A woman from Tennessee recently filed legal action against Zhejiang Huahai Pharmaceuticals and several generic drug manufacturers in the United States alleging wrongful death from valsartan cancer.

The woman’s valsartan lawsuit alleges the defendant companies manufactured, produced, and sold contaminated medication stocks to the public, which allegedly resulted in the death of the claimant’s loved one.

Plaintiff Mary W. filed this valsartan lawsuit on behalf of her loved one Peggy W., who allegedly purchased and used the generic hypertension medication supplied by either Prinston Pharmaceutical, Solco Healthcare, or Torrent Pharmaceutical.

According to the claim, Peggy had been prescribed valsartan to treat high blood pressure from July 2014 and February 2018 and had taken the medication according to medication instructions and her physician’s advice.

Valsartan is the generic counterpart to Diovan and is part of the angiotensin receptor blocker (ARB) class of drugs. The blood pressure drug works by relaxing constriction in blood vessels for easier circulation.

Valsartan is manufactured and produced by various generic manufacturers including Prinston and Solco, and is popularly used to treat hypertension and high blood pressure in adult and pediatric patients.

During the course of the valsartan treatment, Peggy allegedly developed colorectal cancer and was diagnosed with the disease on March 7, 2018. Peggy later died from this disease on May 9, 2018, with Mary filing legal action soon after discovering the recent valsartan recall.
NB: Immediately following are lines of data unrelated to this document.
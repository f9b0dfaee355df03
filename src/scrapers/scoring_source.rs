//! Scoring Provider Integration
//! Mission: Fetch round status and scores with retry, backoff and caching
//!
//! The trait is the seam the scheduler and consolidator depend on; the HTTP
//! implementation is one of several possible providers and the tests swap
//! in a scripted one.

use super::score_cache::ScoreCache;
use crate::models::{LeagueId, MarketStatus, ParticipantScore, Round};
use async_trait::async_trait;
use reqwest::{Client, StatusCode};
use serde::Deserialize;
use std::time::Duration;
use thiserror::Error;
use tokio::time::sleep;
use tracing::{debug, info, warn};

const MAX_RETRIES: u32 = 3;
const INITIAL_BACKOFF_MS: u64 = 250;

#[derive(Debug, Error)]
pub enum SourceError {
    /// Transient: the provider is unreachable or rate limiting. Safe to
    /// retry on the next tick; consolidation must not proceed on guesses.
    #[error("scoring provider temporarily unavailable: {0}")]
    TemporarilyUnavailable(String),

    /// Permanent for this request: the provider answered but the answer is
    /// unusable.
    #[error("scoring provider error: {0}")]
    Provider(String),
}

/// Upstream scoring provider. Implementations must be safe to call
/// concurrently from the scheduler and the API.
#[async_trait]
pub trait ScoringSource: Send + Sync {
    /// Market status of one round.
    async fn get_round_status(&self, round: Round) -> Result<MarketStatus, SourceError>;

    /// Final (or current, for open rounds) scores of one league's round.
    async fn get_round_scores(
        &self,
        league: &LeagueId,
        round: Round,
    ) -> Result<Vec<ParticipantScore>, SourceError>;
}

#[derive(Debug, Deserialize)]
struct StatusResponse {
    status: String,
}

#[derive(Debug, Deserialize)]
struct ScoreRow {
    participant_id: u64,
    points: Option<f64>,
}

/// HTTP provider client. Closed-round scores are immutable upstream, so
/// they are served from the cache after the first fetch.
pub struct HttpScoringSource {
    client: Client,
    base_url: String,
    cache: ScoreCache,
}

impl HttpScoringSource {
    pub fn new(base_url: &str) -> Self {
        let client = Client::builder()
            .timeout(Duration::from_secs(15))
            .user_agent("PoolHouse/1.0 (Ledger Consolidation)")
            .build()
            .expect("Failed to create HTTP client");

        Self {
            client,
            base_url: base_url.trim_end_matches('/').to_string(),
            cache: ScoreCache::new(256, Duration::from_secs(6 * 3600)),
        }
    }

    /// GET with exponential backoff. 429 and transport failures retry;
    /// other non-success statuses fail immediately.
    async fn get_with_retry(&self, url: &str) -> Result<reqwest::Response, SourceError> {
        let mut backoff = INITIAL_BACKOFF_MS;

        for attempt in 0..MAX_RETRIES {
            match self.client.get(url).send().await {
                Ok(response) => {
                    if response.status().is_success() {
                        return Ok(response);
                    } else if response.status() == StatusCode::TOO_MANY_REQUESTS {
                        warn!("Rate limited on attempt {}, backing off", attempt + 1);
                    } else {
                        let status = response.status();
                        let text = response.text().await.unwrap_or_default();
                        return Err(SourceError::Provider(format!("{}: {}", status, text)));
                    }
                }
                Err(e) => {
                    warn!("Request failed (attempt {}): {}", attempt + 1, e);
                }
            }

            sleep(Duration::from_millis(backoff)).await;
            backoff *= 2;
        }

        Err(SourceError::TemporarilyUnavailable(format!(
            "{} failed after {} attempts",
            url, MAX_RETRIES
        )))
    }
}

#[async_trait]
impl ScoringSource for HttpScoringSource {
    async fn get_round_status(&self, round: Round) -> Result<MarketStatus, SourceError> {
        let url = format!("{}/rounds/{}/status", self.base_url, round.0);
        let response = self.get_with_retry(&url).await?;
        let body: StatusResponse = response
            .json()
            .await
            .map_err(|e| SourceError::Provider(format!("bad status payload: {}", e)))?;

        MarketStatus::from_str(&body.status)
            .ok_or_else(|| SourceError::Provider(format!("unknown market status: {}", body.status)))
    }

    async fn get_round_scores(
        &self,
        league: &LeagueId,
        round: Round,
    ) -> Result<Vec<ParticipantScore>, SourceError> {
        if let Some(cached) = self.cache.get(league, round) {
            debug!(league = %league, %round, "Score cache hit");
            return Ok(cached);
        }

        let url = format!(
            "{}/leagues/{}/rounds/{}/scores",
            self.base_url,
            league.as_str(),
            round.0
        );
        let response = self.get_with_retry(&url).await?;
        let rows: Vec<ScoreRow> = response
            .json()
            .await
            .map_err(|e| SourceError::Provider(format!("bad scores payload: {}", e)))?;

        let scores: Vec<ParticipantScore> = rows
            .into_iter()
            .map(|row| ParticipantScore {
                participant: crate::models::ParticipantId(row.participant_id),
                points: row.points,
            })
            .collect();

        // Only settled rounds are safe to cache.
        if self.get_round_status(round).await? == MarketStatus::Closed {
            self.cache.put(league, round, scores.clone());
        }

        info!(
            league = %league,
            %round,
            "Fetched {} participant scores",
            scores.len()
        );
        Ok(scores)
    }
}
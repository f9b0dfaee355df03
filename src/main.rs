//! PoolHouse - Fantasy Pool Ledger Consolidation Engine
//! Mission: Watch round closings, consolidate ledgers, serve the books

use anyhow::{Context, Result};
use dotenv::dotenv;
use poolhouse_backend::{
    api::{create_router, AppState},
    auth::{JwtHandler, UserStore},
    config::AppConfig,
    consolidator::Consolidator,
    leagues::LeagueStore,
    ledger::LedgerStore,
    scheduler::{ConsolidationScheduler, SchedulerStateStore},
    scrapers::HttpScoringSource,
};
use std::sync::Arc;
use std::time::Duration;
use tokio::net::TcpListener;
use tower_http::cors::CorsLayer;
use tracing::info;
use tracing_subscriber::{layer::SubscriberExt, util::SubscriberInitExt};

#[tokio::main]
async fn main() -> Result<()> {
    dotenv().ok();
    init_tracing();

    let config = AppConfig::from_env();
    info!("🏠 PoolHouse starting (db: {})", config.db_path);

    let ledger = LedgerStore::new(&config.db_path).context("Failed to open ledger store")?;
    let leagues = Arc::new(LeagueStore::new(&config.db_path).context("Failed to open league store")?);
    let users = Arc::new(UserStore::new(&config.db_path).context("Failed to open user store")?);
    let jwt = Arc::new(JwtHandler::new(config.jwt_secret.clone()));

    let source = Arc::new(HttpScoringSource::new(&config.scores_base_url));
    let consolidator = Consolidator::new(source.clone(), ledger.clone());

    // Background consolidation scheduler
    let scheduler = ConsolidationScheduler::new(
        leagues.clone(),
        source,
        consolidator.clone(),
        SchedulerStateStore::new(&config.db_path)?,
        Duration::from_secs(config.poll_secs),
    );
    tokio::spawn(async move {
        scheduler.run().await;
    });

    let app = create_router(AppState {
        ledger,
        leagues,
        users,
        jwt,
        consolidator,
    })
    .layer(CorsLayer::permissive());

    let listener = TcpListener::bind(&config.bind_addr).await?;
    info!("🎯 API server listening on {}", config.bind_addr);

    axum::serve(listener, app).await.context("Server error")?;

    Ok(())
}

fn init_tracing() {
    tracing_subscriber::registry()
        .with(
            tracing_subscriber::EnvFilter::try_from_default_env()
                .unwrap_or_else(|_| "poolhouse_backend=debug,tower_http=debug".into()),
        )
        .with(tracing_subscriber::fmt::layer())
        .init();
}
Not only were valsartan stocks recalled in the United States, but multiple countries in Europe did the same due to the concerns surrounding a potential NDMA contamination.

Overview of Valsartan NDMA Contamination

The NDMA (N-nitrosodimethlyamine) contamination was first reported by the European Medicines Agency (EMA) in May 2018, which announced that valsartan stocks sourced from Zhejiang Huahai Pharmaceuticals plant in China had traces of the impurity. NDMA is a yellow, odorless liquid that is often produced as a manufacturing byproduct, and is considered a potential carcinogen for humans.

Health officials warn that too much NDMA exposure could have serious side effects, making the alleged contamination very troubling. The FDA warned against the valsartan NDMA contamination in July 2018, stating it had asked three manufacturers of the medication to recall their stock from the United States. Pharmacies were also asked to take potentially contaminated medications from their inventories and return them to their manufacturers.

According to the United Kingdom’s Medicines and Healthcare Products Regulatory Agency, the NDMA contamination was most likely caused by a manufacturing change in the Zhejiang Huahai plant in 2012. Contaminated medication stock may have been on the market for several years, which means that patients may have been exposed and suffered from valsartan cancer.

Mary alleges Peggy would not have taken the medication if she had known about the potential risk of valsartan cancer, and that Peggy had no way of knowing about the alleged NDMA contamination of valsartan at the time it was prescribed.

At all times relevant, Peggy and her physician had relied on the marketing materials and product information provided by the Solco and the other drug companies. Mary is seeking multiple damages in her valsartan lawsuit, including counts of negligence, failure to warn, and wrongful death.

This Valsartan Lawsuit is Case No. 4:19-cv-00022, in the U.S. District Court of Eastern Tennessee.